• What to do
Output each record in full, exactly as it stands.

[Collected data]
=== Begin Enclosure ===
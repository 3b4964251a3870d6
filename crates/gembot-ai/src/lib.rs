//! Remote generative-language capability for gembot.
//!
//! Provides:
//! - The `AiClient` trait and a Gemini implementation
//! - `Session`, which keeps the conversation history between turns
//! - `Connector`, a factory that turns an explicit `GeminiConfig` into a
//!   ready `Conversation`
//! - Token usage tracking

pub mod connector;
pub mod gemini;
pub mod session;
pub mod token_tracker;

use async_trait::async_trait;

pub use connector::{Connector, Conversation, GeminiConnector};
pub use gemini::{GeminiClient, GeminiConfig};
pub use session::Session;
pub use token_tracker::TokenTracker;

#[async_trait]
pub trait AiClient: Send + Sync {
    async fn send_message(&self, messages: &[Message]) -> Result<AiResponse, AiError>;
}

#[derive(Debug, Clone, PartialEq, Eq, serde::Serialize, serde::Deserialize)]
pub struct Message {
    pub role: Role,
    pub content: String,
}

impl Message {
    pub fn user(content: impl Into<String>) -> Self {
        Self {
            role: Role::User,
            content: content.into(),
        }
    }

    pub fn assistant(content: impl Into<String>) -> Self {
        Self {
            role: Role::Assistant,
            content: content.into(),
        }
    }
}

#[derive(Debug, Clone, Copy, PartialEq, Eq, serde::Serialize, serde::Deserialize)]
#[serde(rename_all = "lowercase")]
pub enum Role {
    User,
    Assistant,
    System,
}

#[derive(Debug, Clone)]
pub struct AiResponse {
    pub content: String,
    pub usage: TokenUsage,
}

#[derive(Debug, Clone, Default, PartialEq, Eq)]
pub struct TokenUsage {
    pub input_tokens: u64,
    pub output_tokens: u64,
}

impl TokenUsage {
    pub fn total_tokens(&self) -> u64 {
        self.input_tokens.saturating_add(self.output_tokens)
    }
}

/// Failure of the remote capability, tagged by where it went wrong.
#[derive(Debug, thiserror::Error)]
pub enum AiError {
    /// The client could not be configured (credential, model, HTTP stack).
    #[error("setup error: {0}")]
    Setup(String),
    /// The request never produced an HTTP response.
    #[error("network error: {0}")]
    Network(String),
    /// The service answered, but not with a usable reply.
    #[error("service error: {0}")]
    RemoteService(String),
}

#[cfg(test)]
mod tests {
    use super::*;

    #[test]
    fn ai_error_display_names_kind_and_detail() {
        let err = AiError::Setup("API key must not be empty".into());
        assert_eq!(err.to_string(), "setup error: API key must not be empty");

        let err = AiError::Network("connection refused".into());
        assert_eq!(err.to_string(), "network error: connection refused");

        let err = AiError::RemoteService("HTTP 503: overloaded".into());
        assert_eq!(err.to_string(), "service error: HTTP 503: overloaded");
    }

    #[test]
    fn total_tokens_saturates() {
        let usage = TokenUsage {
            input_tokens: u64::MAX,
            output_tokens: 5,
        };
        assert_eq!(usage.total_tokens(), u64::MAX);
    }

    #[test]
    fn role_serializes_lowercase() {
        let json = serde_json::to_string(&Message::assistant("hi")).unwrap();
        assert_eq!(json, r#"{"role":"assistant","content":"hi"}"#);
    }
}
=== End Enclosure ===
• Exercise result
repository 3b4964251a3870d6
filename crates/gembot-ai/src/lib.rs
//! Remote generative-language capability for gembot.
//!
//! Provides:
//! - The `AiClient` trait and a Gemini implementation
//! - `Session`, which keeps the conversation history between turns
//! - `Connector`, a factory that turns an explicit `GeminiConfig` into a
//!   ready `Conversation`
//! - Token usage tracking

pub mod connector;
pub mod gemini;
pub mod session;
pub mod token_tracker;

use async_trait::async_trait;

pub use connector::{Connector, Conversation, GeminiConnector};
pub use gemini::{GeminiClient, GeminiConfig};
pub use session::Session;
pub use token_tracker::TokenTracker;

#[async_trait]
pub trait AiClient: Send + Sync {
    async fn send_message(&self, messages: &[Message]) -> Result<AiResponse, AiError>;
}

#[derive(Debug, Clone, PartialEq, Eq, serde::Serialize, serde::Deserialize)]
pub struct Message {
    pub role: Role,
    pub content: String,
}

impl Message {
    pub fn user(content: impl Into<String>) -> Self {
        Self {
            role: Role::User,
            content: content.into(),
        }
    }

    pub fn assistant(content: impl Into<String>) -> Self {
        Self {
            role: Role::Assistant,
            content: content.into(),
        }
    }
}

#[derive(Debug, Clone, Copy, PartialEq, Eq, serde::Serialize, serde::Deserialize)]
#[serde(rename_all = "lowercase")]
pub enum Role {
    User,
    Assistant,
    System,
}

#[derive(Debug, Clone)]
pub struct AiResponse {
    pub content: String,
    pub usage: TokenUsage,
}

#[derive(Debug, Clone, Default, PartialEq, Eq)]
pub struct TokenUsage {
    pub input_tokens: u64,
    pub output_tokens: u64,
}

impl TokenUsage {
    pub fn total_tokens(&self) -> u64 {
        self.input_tokens.saturating_add(self.output_tokens)
    }
}

/// Failure of the remote capability, tagged by where it went wrong.
#[derive(Debug, thiserror::Error)]
pub enum AiError {
    /// The client could not be configured (credential, model, HTTP stack).
    #[error("setup error: {0}")]
    Setup(String),
    /// The request never produced an HTTP response.
    #[error("network error: {0}")]
    Network(String),
    /// The service answered, but not with a usable reply.
    #[error("service error: {0}")]
    RemoteService(String),
}

#[cfg(test)]
mod tests {
    use super::*;

    #[test]
    fn ai_error_display_names_kind_and_detail() {
        let err = AiError::Setup("API key must not be empty".into());
        assert_eq!(err.to_string(), "setup error: API key must not be empty");

        let err = AiError::Network("connection refused".into());
        assert_eq!(err.to_string(), "network error: connection refused");

        let err = AiError::RemoteService("HTTP 503: overloaded".into());
        assert_eq!(err.to_string(), "service error: HTTP 503: overloaded");
    }

    #[test]
    fn total_tokens_saturates() {
        let usage = TokenUsage {
            input_tokens: u64::MAX,
            output_tokens: 5,
        };
        assert_eq!(usage.total_tokens(), u64::MAX);
    }

    #[test]
    fn role_serializes_lowercase() {
        let json = serde_json::to_string(&Message::assistant("hi")).unwrap();
        assert_eq!(json, r#"{"role":"assistant","content":"hi"}"#);
    }
}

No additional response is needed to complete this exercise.